* _WHAT THE TASK ASKS_:
Copy out every line from the records that includes "first".

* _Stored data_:
* * *
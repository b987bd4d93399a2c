//! Application configuration management.
//!
//! Configuration is loaded from a YAML file with environment variable overrides. The configuration
//! file path defaults to `config.yaml` but can be specified via `-f` flag or `CLINICD_CONFIG`
//! environment variable.
//!
//! ## Loading Priority
//!
//! Configuration sources are merged in the following order (later sources override earlier ones):
//!
//! 1. **YAML config file** - Base configuration (default: `config.yaml`)
//! 2. **Environment variables** - Variables prefixed with `CLINICD_` override YAML values
//!
//! For nested config values, use double underscores in environment variables. For example,
//! `CLINICD_AUTH__OTP__ENABLED=false` sets the `auth.otp.enabled` field.
//!
//! ## Usage
//!
//! ```no_run
//! use clap::Parser;
//! use clinicd::config::{Args, Config};
//!
//! # fn main() -> Result<(), Box<dyn std::error::Error>> {
//! let args = Args::parse();
//! let config = Config::load(&args)?;
//!
//! println!("Server will bind to {}:{}", config.host, config.port);
//! # Ok(())
//! # }
//! ```

use clap::Parser;
use figment::{
    Figment,
    providers::{Env, Format, Yaml},
};
use serde::{Deserialize, Serialize};
use std::time::Duration;
use url::Url;

/// Simple CLI args - just for specifying config file
#[derive(Parser, Debug)]
#[command(author, version, about, long_about = None)]
pub struct Args {
    /// Path to configuration file
    #[arg(short = 'f', long, env = "CLINICD_CONFIG", default_value = "config.yaml")]
    pub config: String,

    /// Validate configuration and exit without starting the server.
    /// Useful for CI/CD pipelines to catch config errors before deployment.
    #[arg(long)]
    pub validate: bool,
}

/// Main application configuration.
///
/// This is the root configuration structure loaded from YAML and environment variables.
/// All fields have sensible defaults defined in the `Default` implementation.
#[derive(Debug, Clone, Deserialize, Serialize)]
#[serde(default, deny_unknown_fields)]
pub struct Config {
    /// HTTP server host to bind to (e.g., "0.0.0.0" for all interfaces)
    pub host: String,
    /// HTTP server port to bind to
    pub port: u16,
    /// Base URL where the patient/staff dashboard is accessible.
    /// Used to build password reset links.
    pub dashboard_url: String,
    /// Email address for the initial admin user (created on first startup)
    pub admin_email: String,
    /// Password for the initial admin user (optional, can be set via environment)
    pub admin_password: Option<String>,
    /// Secret key for JWT signing (required)
    pub secret_key: Option<String>,
    /// Seed demo accounts and a demo appointment on first startup
    pub seed_demo_data: bool,
    /// Authentication configuration
    pub auth: AuthConfig,
    /// Email configuration for reset links and one-time codes
    pub email: EmailConfig,
}

/// Authentication configuration.
#[derive(Debug, Clone, Default, Deserialize, Serialize)]
#[serde(default, deny_unknown_fields)]
pub struct AuthConfig {
    /// Native email/password authentication
    pub native: NativeAuthConfig,
    /// One-time passcode challenge on sign-in/sign-up
    pub otp: OtpConfig,
    /// Security settings (JWT, CORS)
    pub security: SecurityConfig,
}

/// Native email/password authentication configuration.
#[derive(Debug, Clone, Deserialize, Serialize)]
#[serde(default, deny_unknown_fields)]
pub struct NativeAuthConfig {
    /// Password validation rules
    pub password: PasswordConfig,
    /// Session cookie configuration
    pub session: SessionConfig,
    /// How long password reset tokens are valid
    #[serde(with = "humantime_serde")]
    pub password_reset_token_duration: Duration,
}

impl Default for NativeAuthConfig {
    fn default() -> Self {
        Self {
            password: PasswordConfig::default(),
            session: SessionConfig::default(),
            password_reset_token_duration: Duration::from_secs(60 * 60), // 1 hour
        }
    }
}

/// One-time passcode configuration.
///
/// When enabled, sign-in and sign-up do not return a session directly; the
/// client must complete `verify-otp` with the emailed code first.
#[derive(Debug, Clone, Deserialize, Serialize)]
#[serde(default, deny_unknown_fields)]
pub struct OtpConfig {
    /// Require a one-time code before issuing a session
    pub enabled: bool,
    /// How long an issued code stays redeemable
    #[serde(with = "humantime_serde")]
    pub ttl: Duration,
    /// Incorrect attempts allowed before the challenge is discarded
    pub max_attempts: u32,
}

impl Default for OtpConfig {
    fn default() -> Self {
        Self {
            enabled: true,
            ttl: Duration::from_secs(5 * 60), // 5 minutes
            max_attempts: 5,
        }
    }
}

/// Session cookie configuration.
#[derive(Debug, Clone, Deserialize, Serialize)]
#[serde(default, deny_unknown_fields)]
pub struct SessionConfig {
    /// Session timeout duration
    #[serde(with = "humantime_serde")]
    pub timeout: Duration,
    /// Cookie name for session token
    pub cookie_name: String,
    /// Set Secure flag on cookies (HTTPS only)
    pub cookie_secure: bool,
    /// SameSite cookie attribute ("strict", "lax", or "none")
    pub cookie_same_site: String,
}

impl Default for SessionConfig {
    fn default() -> Self {
        Self {
            timeout: Duration::from_secs(24 * 60 * 60), // 24 hours
            cookie_name: "clinicd_session".to_string(),
            cookie_secure: true,
            cookie_same_site: "strict".to_string(),
        }
    }
}

/// Password validation rules.
#[derive(Debug, Clone, Deserialize, Serialize)]
#[serde(default, deny_unknown_fields)]
pub struct PasswordConfig {
    /// Minimum password length
    pub min_length: usize,
    /// Maximum password length
    pub max_length: usize,
    /// Argon2 memory cost in KiB (default: 19456 KiB = 19 MB, secure for production)
    pub argon2_memory_kib: u32,
    /// Argon2 iterations (default: 2, secure for production)
    pub argon2_iterations: u32,
    /// Argon2 parallelism (default: 1)
    pub argon2_parallelism: u32,
}

impl Default for PasswordConfig {
    fn default() -> Self {
        Self {
            min_length: 8,
            max_length: 64,
            // Secure defaults for production (Argon2id RFC recommendations)
            argon2_memory_kib: 19456, // 19 MB
            argon2_iterations: 2,
            argon2_parallelism: 1,
        }
    }
}

/// Security configuration for JWT and CORS.
#[derive(Debug, Clone, Deserialize, Serialize)]
#[serde(default, deny_unknown_fields)]
pub struct SecurityConfig {
    /// JWT token expiry duration
    #[serde(with = "humantime_serde")]
    pub jwt_expiry: Duration,
    /// CORS configuration for browser clients
    pub cors: CorsConfig,
}

impl Default for SecurityConfig {
    fn default() -> Self {
        Self {
            jwt_expiry: Duration::from_secs(24 * 60 * 60), // 24 hours
            cors: CorsConfig::default(),
        }
    }
}

/// CORS (Cross-Origin Resource Sharing) configuration.
#[derive(Debug, Clone, Deserialize, Serialize)]
#[serde(default, deny_unknown_fields)]
pub struct CorsConfig {
    /// Allowed origins for CORS requests
    pub allowed_origins: Vec<CorsOrigin>,
    /// Allow credentials (cookies) in CORS requests
    pub allow_credentials: bool,
    /// Cache preflight requests for this many seconds
    pub max_age: Option<u64>,
}

impl Default for CorsConfig {
    fn default() -> Self {
        Self {
            allowed_origins: vec![
                CorsOrigin::Url(Url::parse("http://localhost:5173").expect("static URL")), // Development frontend (Vite)
            ],
            allow_credentials: true,
            max_age: Some(3600), // Cache preflight for 1 hour
        }
    }
}

/// CORS origin specification.
///
/// Can be either a wildcard (`*`) to allow all origins, or a specific URL.
#[derive(Debug, Clone, Deserialize, Serialize)]
#[serde(untagged)]
pub enum CorsOrigin {
    /// Allow all origins (`*`)
    #[serde(deserialize_with = "parse_wildcard")]
    Wildcard,
    /// Specific origin URL (e.g., `https://app.example.com`)
    #[serde(deserialize_with = "parse_url")]
    Url(Url),
}

fn parse_wildcard<'de, D>(deserializer: D) -> Result<(), D::Error>
where
    D: serde::Deserializer<'de>,
{
    let s: String = Deserialize::deserialize(deserializer)?;
    if s == "*" {
        Ok(())
    } else {
        Err(serde::de::Error::custom("Expected '*'"))
    }
}

fn parse_url<'de, D>(deserializer: D) -> Result<Url, D::Error>
where
    D: serde::Deserializer<'de>,
{
    let s: String = Deserialize::deserialize(deserializer)?;
    Url::parse(&s).map_err(serde::de::Error::custom)
}

/// Email configuration for reset links and one-time codes.
#[derive(Debug, Clone, Deserialize, Serialize)]
#[serde(default)]
// Note: Cannot use deny_unknown_fields here due to #[serde(flatten)] on transport
pub struct EmailConfig {
    /// Email transport method
    #[serde(flatten)]
    pub transport: EmailTransportConfig,
    /// Sender email address
    pub from_email: String,
    /// Sender display name
    pub from_name: String,
    /// Who to set the reply to field from
    pub reply_to: Option<String>,
}

impl Default for EmailConfig {
    fn default() -> Self {
        Self {
            transport: EmailTransportConfig::default(),
            from_email: "noreply@example.com".to_string(),
            from_name: "Dental Clinic".to_string(),
            reply_to: None,
        }
    }
}

/// Email transport configuration - either SMTP or file-based for testing.
#[derive(Debug, Clone, Deserialize, Serialize)]
#[serde(tag = "type", rename_all = "lowercase")]
pub enum EmailTransportConfig {
    /// Send emails via SMTP server
    Smtp {
        /// SMTP server hostname
        host: String,
        /// SMTP server port
        port: u16,
        /// SMTP authentication username
        username: String,
        /// SMTP authentication password
        password: String,
        /// Use TLS encryption
        use_tls: bool,
    },
    /// Write emails to files (for development/testing)
    File {
        /// Directory path where email files will be written
        path: String,
    },
}

impl Default for EmailTransportConfig {
    fn default() -> Self {
        Self::File {
            path: "./emails".to_string(),
        }
    }
}

impl Default for Config {
    fn default() -> Self {
        Self {
            host: "0.0.0.0".to_string(),
            port: 3001,
            dashboard_url: "http://localhost:5173".to_string(),
            admin_email: "admin@localhost".to_string(),
            admin_password: None,
            secret_key: None,
            seed_demo_data: false,
            auth: AuthConfig::default(),
            email: EmailConfig::default(),
        }
    }
}

impl Config {
    /// Address the HTTP server binds to.
    pub fn bind_address(&self) -> String {
        format!("{}:{}", self.host, self.port)
    }

    pub fn load(args: &Args) -> Result<Self, figment::Error> {
        let config: Self = Self::figment(args).extract()?;
        config.validate().map_err(|e| figment::Error::from(e.to_string()))?;
        Ok(config)
    }

    /// Build the figment for configuration loading
    fn figment(args: &Args) -> Figment {
        Figment::new()
            .merge(Yaml::file(&args.config))
            .merge(Env::prefixed("CLINICD_").split("__"))
    }

    /// Check invariants that figment cannot express.
    pub fn validate(&self) -> Result<(), String> {
        if self.secret_key.as_deref().is_none_or(str::is_empty) {
            return Err("secret_key is required (set CLINICD_SECRET_KEY or secret_key in config.yaml)".to_string());
        }

        let password = &self.auth.native.password;
        if password.min_length > password.max_length {
            return Err(format!(
                "auth.native.password.min_length ({}) exceeds max_length ({})",
                password.min_length, password.max_length
            ));
        }

        if self.auth.otp.max_attempts == 0 {
            return Err("auth.otp.max_attempts must be at least 1".to_string());
        }

        Ok(())
    }
}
* * *
* _ANSWER_:
    /// Email address for the initial admin user (created on first startup)
    /// Seed demo accounts and a demo appointment on first startup
/// client must complete `verify-otp` with the emailed code first.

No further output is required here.